/// The delivery pipeline. One instance per SDK instance.
pub struct Sender {
    config: Arc<SdkConfig>,
    queue: ReportQueue,
    transport: Arc<dyn Transport>,
    store: Arc<dyn OfflineStore>,
    clock: Arc<dyn Clock>,
    page_url: Arc<RwLock<String>>,
    session_id: String,
    in_flight: AtomicUsize,
    retry_pending: AtomicBool,
    online: AtomicBool,
    restored: AtomicBool,
    notify: Arc<Notify>,
    scheduler: Mutex<Option<CancellationToken>>,
    stats: Mutex<SenderStats>,
}

impl Sender {
    pub fn new(
        config: Arc<SdkConfig>,
        transport: Arc<dyn Transport>,
        store: Arc<dyn OfflineStore>,
        clock: Arc<dyn Clock>,
        page_url: Arc<RwLock<String>>,
    ) -> Arc<Self> {
        Arc::new(Self {
            queue: ReportQueue::new(config.max_queue_length),
            config,
            transport,
            store,
            clock,
            page_url,
            session_id: ids::session_id(),
            in_flight: AtomicUsize::new(0),
            retry_pending: AtomicBool::new(false),
            online: AtomicBool::new(true),
            restored: AtomicBool::new(false),
            notify: Arc::new(Notify::new()),
            scheduler: Mutex::new(None),
            stats: Mutex::new(SenderStats::default()),
        })
    }

    /// Restore any backlog persisted by a previous process. Runs at most
    /// once per pipeline lifetime; the online transition restores separately.
    pub async fn restore_offline(&self) {
        if self.restored.swap(true, Ordering::SeqCst) {
            return;
        }
        match self.store.load_and_clear().await {
            Ok(items) if !items.is_empty() => {
                info!(count = items.len(), "restored persisted queue");
                self.queue.requeue_front(items);
            }
            Ok(_) => {}
            Err(e) => warn!(error = %e, "offline restore failed"),
        }
    }

    /// Start the periodic scheduler. Idempotent while running.
    pub fn start(self: &Arc<Self>) {
        let mut scheduler = self.scheduler.lock();
        if scheduler.is_some() {
            return;
        }
        let token = CancellationToken::new();
        *scheduler = Some(token.clone());

        let weak = Arc::downgrade(self);
        let notify = Arc::clone(&self.notify);
        let period = Duration::from_millis(self.config.send_interval_ms);
        tokio::spawn(async move {
            let mut interval = tokio::time::interval(period);
            interval.set_missed_tick_behavior(tokio::time::MissedTickBehavior::Skip);
            interval.tick().await; // first tick completes immediately
            loop {
                tokio::select! {
                    _ = token.cancelled() => return,
                    _ = interval.tick() => {}
                    _ = notify.notified() => {}
                }
                let Some(sender) = weak.upgrade() else { return };
                // Skip the tick entirely when there is nothing to do or no
                // capacity to do it.
                if sender.queue.is_empty()
                    || sender.in_flight.load(Ordering::SeqCst)
                        >= sender.config.max_concurrent_requests
                {
                    continue;
                }
                // Advisory deferral: run the flush off the scheduler turn.
                tokio::spawn(async move { sender.flush().await });
            }
        });
    }

    /// Cancel the periodic scheduler. The live queue is untouched.
    pub fn stop(&self) {
        if let Some(token) = self.scheduler.lock().take() {
            token.cancel();
        }
    }

    /// Ingest one item. Non-immediate items pass the sampling gate first;
    /// immediate items bypass sampling, jump the queue head, and trigger an
    /// out-of-band flush. Returns whether the item was queued.
    pub fn send_data(
        self: &Arc<Self>,
        payload: ReportPayload,
        sub_type: impl Into<String>,
        is_immediate: bool,
    ) -> bool {
        if !is_immediate && rand::thread_rng().gen::<f64>() >= self.config.sample_rate {
            self.stats.lock().sampled_out += 1;
            return false;
        }

        let mut item = ReportItem {
            id: ids::new_id(),
            payload,
            sub_type: sub_type.into(),
            timestamp_ms: self.clock.now_ms(),
            is_immediate,
            retry_count: 0,
        };

        if let Some(BeforeSendData(hook)) = &self.config.before_send_data {
            match hook(item) {
                Some(transformed) => item = transformed,
                None => {
                    self.stats.lock().vetoed += 1;
                    return false;
                }
            }
        }

        if is_immediate {
            self.queue.push_front(item);
            self.notify.notify_one();
        } else {
            self.queue.push_back(item);
        }
        self.stats.lock().queued += 1;
        true
    }

    /// Flush batches from the queue head until it drains, a batch fails, or
    /// the concurrency bound is reached. Success drains eagerly; failure
    /// hands off to the retry path and stops.
    pub async fn flush(self: &Arc<Self>) {
        loop {
            if self.queue.is_empty() || !self.online.load(Ordering::SeqCst) {
                return;
            }
            let max = self.config.max_concurrent_requests;
            if self
                .in_flight
                .fetch_update(Ordering::SeqCst, Ordering::SeqCst, |n| {
                    (n < max).then_some(n + 1)
                })
                .is_err()
            {
                return;
            }

            let batch = self.queue.take_batch(self.config.batch_size);
            if batch.is_empty() {
                self.in_flight.fetch_sub(1, Ordering::SeqCst);
                return;
            }

            let result = self.deliver(&batch).await;
            self.in_flight.fetch_sub(1, Ordering::SeqCst);

            match result {
                Ok(()) => {
                    {
                        let mut stats = self.stats.lock();
                        stats.sent_batches += 1;
                        stats.sent_items += batch.len() as u64;
                    }
                    if let Some(AfterSendData(hook)) = &self.config.after_send_data {
                        hook(&batch);
                    }
                    if self.queue.is_empty() {
                        return;
                    }
                }
                Err(e) => {
                    self.handle_failure(batch, e).await;
                    return;
                }
            }
        }
    }

    async fn deliver(&self, batch: &[ReportItem]) -> Result<()> {
        if !self.online.load(Ordering::SeqCst) {
            return Err(SdkError::Offline);
        }
        let body = encode_envelope(batch, &self.base_info())?;
        if body.len() <= BEACON_MAX_BYTES && self.transport.send_beacon(&body) {
            debug!(items = batch.len(), bytes = body.len(), "batch sent via beacon");
            return Ok(());
        }
        self.transport.send(body).await
    }

    // Boxed rather than `async fn`: the retry task spawned below re-enters
    // `flush`, and the resulting opaque-future cycle cannot prove `Send`.
    fn handle_failure(
        self: &Arc<Self>,
        mut batch: Vec<ReportItem>,
        error: SdkError,
    ) -> std::pin::Pin<Box<dyn std::future::Future<Output = ()> + Send + '_>> {
        Box::pin(async move {
        warn!(error = %error, items = batch.len(), "batch delivery failed");
        self.stats.lock().failed_batches += 1;

        for item in &mut batch {
            item.retry_count += 1;
        }
        // Shared batch-level backoff: one delay from the batch's highest
        // retry count, deliberately not per-item.
        let max_retry_count = batch.iter().map(|i| i.retry_count).max().unwrap_or(1);

        let (retry, archive): (Vec<_>, Vec<_>) = batch
            .into_iter()
            .partition(|item| item.retry_count <= self.config.max_retry);

        if !archive.is_empty() {
            info!(count = archive.len(), "retry exhausted, archiving items");
            self.stats.lock().archived_items += archive.len() as u64;
            if let Err(e) = self.store.append(&archive).await {
                warn!(error = %e, "archiving failed, items dropped");
            }
        }

        let has_retry = !retry.is_empty();
        if has_retry {
            self.queue.requeue_front(retry);
        }

        // Offline: suspend entirely; the online transition resumes delivery.
        if !self.online.load(Ordering::SeqCst) {
            return;
        }

        if has_retry && !self.retry_pending.swap(true, Ordering::SeqCst) {
            let delay = self.backoff_delay(max_retry_count);
            debug!(delay_ms = delay.as_millis() as u64, "retry scheduled");
            let sender = Arc::clone(self);
            tokio::spawn(async move {
                tokio::time::sleep(delay).await;
                sender.retry_pending.store(false, Ordering::SeqCst);
                sender.flush().await;
            });
        }
        })
    }

    fn backoff_delay(&self, max_retry_count: u32) -> Duration {
        let exp = max_retry_count.saturating_sub(1).min(31);
        let base = self
            .config
            .backoff_base_ms
            .saturating_mul(1u64 << exp)
            .min(self.config.backoff_max_ms);
        let jitter = if base == 0 {
            0
        } else {
            rand::thread_rng().gen_range(0..=base / 5)
        };
        Duration::from_millis(base + jitter)
    }

    /// React to a connectivity transition. Going online restores the
    /// archived backlog, flushes immediately, and restarts the scheduler;
    /// going offline stops the scheduler but keeps the live queue.
    pub fn set_online(self: &Arc<Self>, online: bool) {
        let was = self.online.swap(online, Ordering::SeqCst);
        if was == online {
            return;
        }
        if online {
            info!("network online, resuming delivery");
            let sender = Arc::clone(self);
            tokio::spawn(async move {
                match sender.store.load_and_clear().await {
                    Ok(items) if !items.is_empty() => sender.queue.requeue_front(items),
                    Ok(_) => {}
                    Err(e) => warn!(error = %e, "offline restore failed"),
                }
                sender.flush().await;
            });
            self.start();
        } else {
            info!("network offline, suspending delivery");
            self.stop();
        }
    }

    /// Page-teardown flush: one synchronous best-effort beacon attempt, then
    /// persist whatever remains, overwriting prior stored content.
    pub fn final_flush(&self) {
        if !self.queue.is_empty() && self.online.load(Ordering::SeqCst) {
            let batch = self.queue.take_batch(self.config.batch_size);
            match encode_envelope(&batch, &self.base_info()) {
                Ok(body) if body.len() <= BEACON_MAX_BYTES && self.transport.send_beacon(&body) => {
                    let mut stats = self.stats.lock();
                    stats.sent_batches += 1;
                    stats.sent_items += batch.len() as u64;
                }
                Ok(_) => self.queue.requeue_front(batch),
                Err(e) => {
                    warn!(error = %e, "teardown encode failed");
                    self.queue.requeue_front(batch);
                }
            }
        }
        let remaining = self.queue.drain_all();
        if let Err(e) = self.store.persist(&remaining) {
            warn!(error = %e, "teardown persist failed");
        }
    }

    fn base_info(&self) -> BaseInfo {
        BaseInfo {
            app_name: self.config.app_name.clone(),
            app_code: self.config.app_code.clone(),
            app_version: self.config.app_version.clone(),
            user_uuid: self.config.user_uuid.clone(),
            sdk_version: crate::VERSION.to_string(),
            session_id: self.session_id.clone(),
            page_url: self.page_url.read().clone(),
            send_time: self.clock.now_ms(),
        }
    }

    pub fn stats(&self) -> SenderStats {
        self.stats.lock().clone()
    }

    pub fn queue_len(&self) -> usize {
        self.queue.len()
    }

    pub fn is_online(&self) -> bool {
        self.online.load(Ordering::SeqCst)
    }
}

⁂

ASSIGNMENT:
Would you count the lines of the listing above that hold the string "network" and give only the resulting number?

RESPONSE TO THE EXERCISE:
2